By Robert S. Schriebman
2017

Introduction

On May 2, 2017 the IRS issued a Press Release known as The Small Business Tax Tip 2017-2 "Employee or Independent Contractor? Know the Rules." (2017ARD 086-3).

An employer must withhold income taxes and pay Social Security, Medicare taxes and unemployment tax on wages paid to an employee. Employers normally do not have to withhold or pay any taxes on payments to independent contractors.

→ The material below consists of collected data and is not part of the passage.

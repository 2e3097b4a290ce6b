//! Data Model
//!
//! Data structures matching the tracking backend's JSON payloads.

mod prompt_set;
mod query;
mod result;
mod stats;

pub use prompt_set::PromptSet;
pub use query::{KeywordMetrics, MetricValue, Query, QueryId, QueryPayload, QueryStats, QuerySummary};
pub use result::{TrackOutcome, TrackReport, TrackingResult};
pub use stats::{ApiMessage, DashboardStats, ModelInfo};

use serde::{Deserialize, Deserializer};

/// Treat an explicit JSON `null` the same as a missing field.
///
/// The backend fills absent collections with defaults on most routes but not
/// all, so every collection field goes through this.
pub(crate) fn null_as_default<'de, D, T>(deserializer: D) -> Result<T, D::Error>
where
    D: Deserializer<'de>,
    T: Default + Deserialize<'de>,
{
    Ok(Option::<T>::deserialize(deserializer)?.unwrap_or_default())
}
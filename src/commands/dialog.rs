//! Blocking browser dialogs

/// `window.alert`; silently skipped outside a browser window
pub fn alert(message: &str) {
    if let Some(window) = web_sys::window() {
        let _ = window.alert_with_message(message);
    }
}

/// `window.confirm`; `false` when no dialog could be shown
pub fn confirm(message: &str) -> bool {
    web_sys::window()
        .and_then(|window| window.confirm_with_message(message).ok())
        .unwrap_or(false)
}
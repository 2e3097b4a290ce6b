//! API Configuration
//!
//! Where the backend lives and how long to wait before refreshing after a
//! "track all" request.

use std::time::Duration;

use crate::api::Endpoint;

/// One-shot refresh delay after `POST /api/track-all`
pub const DEFAULT_TRACK_ALL_REFRESH_DELAY: Duration = Duration::from_secs(5);

#[derive(Debug, Clone, PartialEq, Eq)]
pub struct ApiConfig {
    /// Origin of the backend, without a trailing slash
    pub base_url: String,
    pub track_all_refresh_delay: Duration,
}

impl ApiConfig {
    /// Use `configured` when it is set and non-blank, else the page origin
    pub fn resolve(configured: Option<&str>, origin: &str) -> Self {
        let base = configured
            .map(str::trim)
            .filter(|url| !url.is_empty())
            .unwrap_or(origin);
        Self {
            base_url: base.trim_end_matches('/').to_string(),
            track_all_refresh_delay: DEFAULT_TRACK_ALL_REFRESH_DELAY,
        }
    }

    pub fn url(&self, endpoint: &Endpoint<'_>) -> String {
        format!("{}{}", self.base_url, endpoint.path())
    }
}
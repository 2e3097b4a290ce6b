//! Track Button Component
//!
//! Disabled with a progress label while its task runs, restored afterwards
//! whatever the outcome. A second click during a run is ignored.
//!
//! Pass `control` when the button can be unmounted mid-run (e.g. inside a
//! menu), so a remounted button still sees the run in flight.

use std::future::Future;

use leptos::prelude::*;
use leptos::task::spawn_local;
use visibility_core::actions::TrackControl;

use crate::commands::confirm;

#[component]
pub fn TrackButton<F, Fut>(
    #[prop(into)] label: String,
    #[prop(into, default = "btn primary".to_string())] class: String,
    task: F,
    /// Asked before starting; cancelling leaves the button idle
    #[prop(optional, into)]
    confirm_message: Option<String>,
    #[prop(optional)] control: Option<RwSignal<TrackControl>>,
) -> impl IntoView
where
    F: Fn() -> Fut + Clone + 'static,
    Fut: Future<Output = ()> + 'static,
{
    let control = control.unwrap_or_else(|| RwSignal::new(TrackControl::default()));
    let idle_label = StoredValue::new(label);
    let confirm_message = StoredValue::new(confirm_message);

    let on_click = move |ev: web_sys::MouseEvent| {
        ev.stop_propagation();
        if control.with_untracked(TrackControl::is_running) {
            return;
        }
        let declined = confirm_message.with_value(|message| message.as_deref().is_some_and(|m| !confirm(m)));
        if declined {
            return;
        }
        let started = control
            .try_update(|c| idle_label.with_value(|label| c.begin(label)))
            .unwrap_or(false);
        if !started {
            return;
        }
        let task = task.clone();
        spawn_local(async move {
            task().await;
            control.update(|c| {
                c.finish();
            });
        });
    };

    view! {
        <button
            class=class
            disabled=move || control.with(TrackControl::is_running)
            on:click=on_click
        >
            {move || idle_label.with_value(|label| control.with(|c| c.label(label).to_string()))}
        </button>
    }
}
//! API Errors
//!
//! The three failure shapes a request can end in. Call sites treat them the
//! same way: log, notify with the best message available, keep the old UI.

use std::fmt;

use crate::model::ApiMessage;

pub type ApiResult<T> = Result<T, ApiError>;

#[derive(Debug, Clone, PartialEq, Eq)]
pub enum ApiError {
    /// The request never produced a response
    Network(String),
    /// Non-success status; `message` is the backend's `error` text when the body had one
    Status { status: u16, message: Option<String> },
    /// Success status but a body we could not decode
    Decode(String),
}

impl ApiError {
    /// Build a status error from a raw response body
    pub fn from_response(status: u16, body: &str) -> Self {
        let message = serde_json::from_str::<ApiMessage>(body)
            .ok()
            .and_then(|msg| msg.error.or(msg.message))
            .filter(|m| !m.trim().is_empty());
        ApiError::Status { status, message }
    }

    /// Server-provided message verbatim, otherwise `fallback`
    pub fn user_message(&self, fallback: &str) -> String {
        match self {
            ApiError::Status { message: Some(message), .. } => message.clone(),
            _ => fallback.to_string(),
        }
    }

    pub fn is_not_found(&self) -> bool {
        matches!(self, ApiError::Status { status: 404, .. })
    }
}

impl fmt::Display for ApiError {
    fn fmt(&self, f: &mut fmt::Formatter<'_>) -> fmt::Result {
        match self {
            ApiError::Network(msg) => write!(f, "Network error: {}", msg),
            ApiError::Status { status, message: Some(msg) } => write!(f, "HTTP {}: {}", status, msg),
            ApiError::Status { status, message: None } => write!(f, "HTTP {}", status),
            ApiError::Decode(msg) => write!(f, "Invalid response: {}", msg),
        }
    }
}

impl std::error::Error for ApiError {}

#[cfg(test)]
mod tests {
    use super::*;

    #[test]
    fn test_error_payload_is_surfaced_verbatim() {
        let err = ApiError::from_response(404, r#"{"error": "Query no encontrada"}"#);
        assert!(err.is_not_found());
        assert_eq!(err.user_message("Failed"), "Query no encontrada");
    }

    #[test]
    fn test_unparseable_body_falls_back() {
        let err = ApiError::from_response(502, "<html>Bad Gateway</html>");
        assert_eq!(err, ApiError::Status { status: 502, message: None });
        assert_eq!(err.user_message("Failed to save query"), "Failed to save query");
    }

    #[test]
    fn test_network_and_decode_use_fallback() {
        assert_eq!(ApiError::Network("offline".into()).user_message("Try again"), "Try again");
        assert_eq!(ApiError::Decode("eof".into()).user_message("Try again"), "Try again");
    }
}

The key points that employers must focus on, according to the Press Release, are control and relationship. This article will discuss these two factors. In addition I will also discuss whether or not current EDD audit practices dovetail into and are in sync with the IRS. In my opinion, they are not working together.

Control

Perhaps the most important element in all of this is control. As far as the EDD is concerned there does not have to be actual control. To the EDD, the "right to control" is actually more important than control itself when it comes to assessing EDD taxes. The IRS may cut the employer some slack here. Only if the business actually directs or controls financial and certain relevant aspects of a worker’s job, the employer exercises what the IRS refers to "financial control." The EDD does not want to acknowledge the realities of the business world. You see, in every business relationship, there will always be some element of the right to control present.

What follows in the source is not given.